Où en est le projet ?

L’objectif affiché est de remettre en état 100 millions d’hectares de terre à l’horizon 2030. Dans un rapport publié en septembre 2020 (PDF), la Convention de l’ONU contre la désertification estimait que seulement 4% de cette surface avait été effectivement restaurée sur la période 2011-2017, dont la moitié sur le territoire de l’Ethiopie. Environ un milliard de dollars (un milliard d’euros) ont été mobilisés, alors que les besoins de financement sont estimés à 43 milliards d’ici à 2030. Ce constat a déclenché « l’accélérateur de la Grande muraille verte », évoqué par Emmanuel Macron dans son discours de lundi, avec des promesses de financements de 19 milliards d’euros.

Insuffisants par rapport aux objectifs, ces chiffres sont à prendre avec des pincettes. « Personne n’est capable d’avoir un suivi des projets dans chaque territoire, c’est une vraie difficulté. On ne sait pas si les espaces considérés comme restaurés sont toujours en bon état », observe Manon Albagnac. De plus, selon elle, les fonds mentionnés par Emmanuel Macron sont « pour la plupart des lignes de financement déjà programmées » et non des nouveaux investissements.

Directeur de recherche émérite au CNRS, Gilles Boëtsch, qui travaille depuis douze ans sur le sujet, trouve « un peu dur » de résumer l’avancée du projet au chiffre de 4%. « C’est l’équivalent de la surface de la Belgique, ce n’est pas rien. Et il y a tout ce qui accompagne les arbres, les gens, les projets », argumente-t-il. L’anthropologue identifie cependant deux obstacles importants : le climat – « avec le réchauffement climatique, les pluies ne sont plus régulières comme avant, cela fragilise le projet » – et la guerre contre les groupes jihadistes qui occupent certaines zones du Sahel. « Vous ne pouvez pas planter des arbres au milieu de gens qui se tirent dessus », résume-t-il. Le président de l’institut Balanitès, une association qui promeut la coopération scientifique autour du projet, regrette enfin le manque d’investissements dans la recherche, « indispensable » à la bonne mise en œuvre de la Grande muraille.

Cette Grande muraille est-elle efficace ?
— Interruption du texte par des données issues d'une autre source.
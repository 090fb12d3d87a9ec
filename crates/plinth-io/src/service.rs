// Copyright 2025 eraflo
//
// Licensed under the Apache License, Version 2.0 (the "License");
// you may not use this file except in compliance with the License.
// You may obtain a copy of the License at
//
//     http://www.apache.org/licenses/LICENSE-2.0
//
// Unless required by applicable law or agreed to in writing, software
// distributed under the License is distributed on an "AS IS" BASIS,
// WITHOUT WARRANTIES OR CONDITIONS OF ANY KIND, either express or implied.
// See the License for the specific language governing permissions and
// limitations under the License.

//! Background asset loading.
//!
//! Every request runs on its own thread and reports back over a channel.
//! The consumer drains that channel on its own schedule, so all scene
//! mutation stays on the consumer's thread.

use crate::error::AssetError;
use crate::loading::{CubeMapLoader, FileSystemResolver, GltfLoader};
use flume::Sender;
use plinth_core::asset::CubeMap;
use plinth_core::scene::Node;
use std::path::{Path, PathBuf};
use std::sync::atomic::{AtomicU64, Ordering};
use std::sync::Arc;
use std::thread;

/// Directory of the default environment, relative to the asset root.
pub const DEFAULT_ENVIRONMENT_DIR: &str = "environments/fireplace";

/// Face file names of the default environment, in `px, nx, py, ny, pz, nz` order.
pub const DEFAULT_CUBE_FACES: [&str; 6] = ["px.png", "nx.png", "py.png", "ny.png", "pz.png", "nz.png"];

/// The statue model, relative to the asset root.
pub const DEFAULT_MODEL_PATH: &str = "models/horse_statue_01_1k.gltf/horse_statue_01_1k.gltf";

static NEXT_REQUEST: AtomicU64 = AtomicU64::new(1);

/// Identifies one load request across the events it produces.
#[derive(Debug, Clone, Copy, PartialEq, Eq, Hash)]
pub struct RequestId(u64);

impl RequestId {
    /// Allocates an id no other request has.
    pub fn next() -> Self {
        Self(NEXT_REQUEST.fetch_add(1, Ordering::Relaxed))
    }

    /// The raw request number.
    pub fn get(&self) -> u64 {
        self.0
    }
}

/// Messages published by the [`AssetService`].
///
/// Each request ends with exactly one terminal event: `EnvironmentLoaded`,
/// `ModelLoaded` or `LoadFailed`. Any number of `Progress` events may
/// precede it.
#[derive(Debug)]
pub enum AssetEvent {
    /// A cube map is ready.
    EnvironmentLoaded {
        /// The originating request.
        request: RequestId,
        /// The decoded environment.
        cube_map: Arc<CubeMap>,
    },
    /// A model is ready.
    ModelLoaded {
        /// The originating request.
        request: RequestId,
        /// Root of the model's node tree.
        root: Node,
    },
    /// Bytes or files read so far.
    Progress {
        /// The originating request.
        request: RequestId,
        /// Units done.
        loaded: u64,
        /// Units expected.
        total: u64,
    },
    /// The request failed and will produce nothing further.
    LoadFailed {
        /// The originating request.
        request: RequestId,
        /// The asset that failed.
        path: PathBuf,
        /// What went wrong.
        error: AssetError,
    },
}

impl AssetEvent {
    /// The request this event belongs to.
    pub fn request(&self) -> RequestId {
        match self {
            AssetEvent::EnvironmentLoaded { request, .. }
            | AssetEvent::ModelLoaded { request, .. }
            | AssetEvent::Progress { request, .. }
            | AssetEvent::LoadFailed { request, .. } => *request,
        }
    }
}

/// Spawns loads and forwards their results to a channel.
#[derive(Debug, Clone)]
pub struct AssetService {
    root: PathBuf,
    sender: Sender<AssetEvent>,
}

impl AssetService {
    /// Creates a service resolving paths against `root`.
    pub fn new(root: impl Into<PathBuf>, sender: Sender<AssetEvent>) -> Self {
        Self {
            root: root.into(),
            sender,
        }
    }

    /// The asset root directory.
    pub fn root(&self) -> &Path {
        &self.root
    }

    /// Loads six faces from `directory` (relative to the root) into a cube map.
    pub fn load_environment(&self, directory: impl AsRef<Path>, faces: [String; 6]) -> RequestId {
        let request = RequestId::next();
        let directory = self.root.join(directory);
        let sender = self.sender.clone();
        let label = directory.clone();

        self.spawn("plinth-env-loader", request, label, move || {
            let total = faces.len() as u64;
            let mut face_bytes = Vec::with_capacity(faces.len());
            for (i, face) in faces.iter().enumerate() {
                let path = directory.join(face);
                let bytes = std::fs::read(&path).map_err(|source| AssetError::Io { path, source })?;
                face_bytes.push(bytes);
                publish(
                    &sender,
                    AssetEvent::Progress {
                        request,
                        loaded: i as u64 + 1,
                        total,
                    },
                );
            }

            let slices: [&[u8]; 6] = std::array::from_fn(|i| face_bytes[i].as_slice());
            let cube_map = CubeMapLoader::new().load_faces(slices)?;
            log::info!(
                "Environment '{}' loaded ({}px faces, {} mips).",
                directory.display(),
                cube_map.face_size(),
                cube_map.mip_level_count()
            );
            Ok(AssetEvent::EnvironmentLoaded {
                request,
                cube_map: Arc::new(cube_map),
            })
        })
    }

    /// Loads a glTF model at `path` (relative to the root).
    pub fn load_model(&self, path: impl AsRef<Path>) -> RequestId {
        let request = RequestId::next();
        let path = self.root.join(path);
        let sender = self.sender.clone();

        self.spawn("plinth-model-loader", request, path.clone(), move || {
            let bytes = std::fs::read(&path).map_err(|source| AssetError::Io {
                path: path.clone(),
                source,
            })?;
            let total = bytes.len() as u64;
            publish(
                &sender,
                AssetEvent::Progress {
                    request,
                    loaded: total,
                    total,
                },
            );

            let base = path.parent().unwrap_or_else(|| Path::new("."));
            let loader = GltfLoader::new(Arc::new(FileSystemResolver::new(base)));
            let root = loader.load_document(&bytes)?;
            log::info!(
                "Model '{}' loaded ({} mesh nodes).",
                path.display(),
                root.mesh_count()
            );
            Ok(AssetEvent::ModelLoaded { request, root })
        })
    }

    /// Runs `job` on a named thread and publishes its terminal event.
    fn spawn<F>(&self, name: &str, request: RequestId, path: PathBuf, job: F) -> RequestId
    where
        F: FnOnce() -> Result<AssetEvent, AssetError> + Send + 'static,
    {
        let sender = self.sender.clone();
        let failed_path = path.clone();
        let spawned = thread::Builder::new().name(name.to_string()).spawn(move || {
            let event = job().unwrap_or_else(|error| AssetEvent::LoadFailed {
                request,
                path: failed_path,
                error,
            });
            publish(&sender, event);
        });

        if let Err(source) = spawned {
            publish(
                &self.sender,
                AssetEvent::LoadFailed {
                    request,
                    path,
                    error: AssetError::Io {
                        path: PathBuf::from(name),
                        source,
                    },
                },
            );
        }
        log::debug!("Asset request {} started on '{name}'.", request.get());
        request
    }
}

fn publish(sender: &Sender<AssetEvent>, event: AssetEvent) {
    if sender.send(event).is_err() {
        log::debug!("Asset event dropped: receiver is gone.");
    }
}

#[cfg(test)]
mod tests {
    use super::*;
    use std::time::Duration;

    #[test]
    fn request_ids_are_unique() {
        let a = RequestId::next();
        let b = RequestId::next();
        assert_ne!(a, b);
        assert!(b.get() > a.get());
    }

    #[test]
    fn missing_model_fails_once() {
        let dir = tempfile::tempdir().unwrap();
        let (tx, rx) = flume::unbounded();
        let service = AssetService::new(dir.path(), tx);

        let request = service.load_model("nowhere.gltf");
        let event = rx.recv_timeout(Duration::from_secs(5)).unwrap();
        assert_eq!(event.request(), request);
        match event {
            AssetEvent::LoadFailed { path, error, .. } => {
                assert!(path.ends_with("nowhere.gltf"));
                assert!(matches!(error, AssetError::Io { .. }));
            }
            other => panic!("unexpected event: {other:?}"),
        }
        drop(service);
        assert!(rx.recv_timeout(Duration::from_secs(5)).is_err());
    }
}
Malgré les difficultés, Manon Albagnac ne veut pas donner l’impression que « rien n’a été fait ». Elle mentionne la mise en place d’un cadre politique, décliné dans chaque pays, avec l’Agence panafricaine de la Grande muraille verte, pour coordonner les différentes initiatives. « Il y a des raisons d’espérer que ce soit un cadre politique mobilisateur et fédérateur », explique la chargée de mission de l’ONG Cari. Gilles Boëtsch y « croit aussi ». « Les gens sont impliqués localement, ce projet a de l’avenir », martèle-t-il.

Auteur d’une thèse sur ce projet, le géographe Ronan Mugelé s’était montré beaucoup plus sceptique en 2018 dans un article publié par le Bulletin de l’association de géographes français. La Grande muraille verte y était comparée à un « mirage », à la « réalité changeante selon la distance avec laquelle on l’observe ». Il « s’apparente soit à une modeste et énième opération de reboisement au Sahel, soit à une plateforme institutionnelle destinée à polariser les flux de l’aide, soit encore à une vieille utopie environnementale ressuscitée par une poignée de dirigeants soucieux d’améliorer leur image », écrivait-il.

Dans son rapport spécial sur les terres émergées publié en 2020 (PDF, en anglais), le Groupe d’experts intergouvernemental sur l’évolution du climat (GIEC), qui synthétise l’état des connaissances scientifiques, s’était montré sceptique. « Par le passé, des programmes de reforestation au Sahel et en Afrique du Nord lancés pour lutter contre la désertification ont été mal pensés et ont coûté beaucoup d’argent sans résultat significatif », écrivaient les auteurs du rapport, avant de conclure : « Malgré les premières actions concrètes sur le terrain, la réussite des objectifs est incertaine et sera difficile sans financement supplémentaire significatif. »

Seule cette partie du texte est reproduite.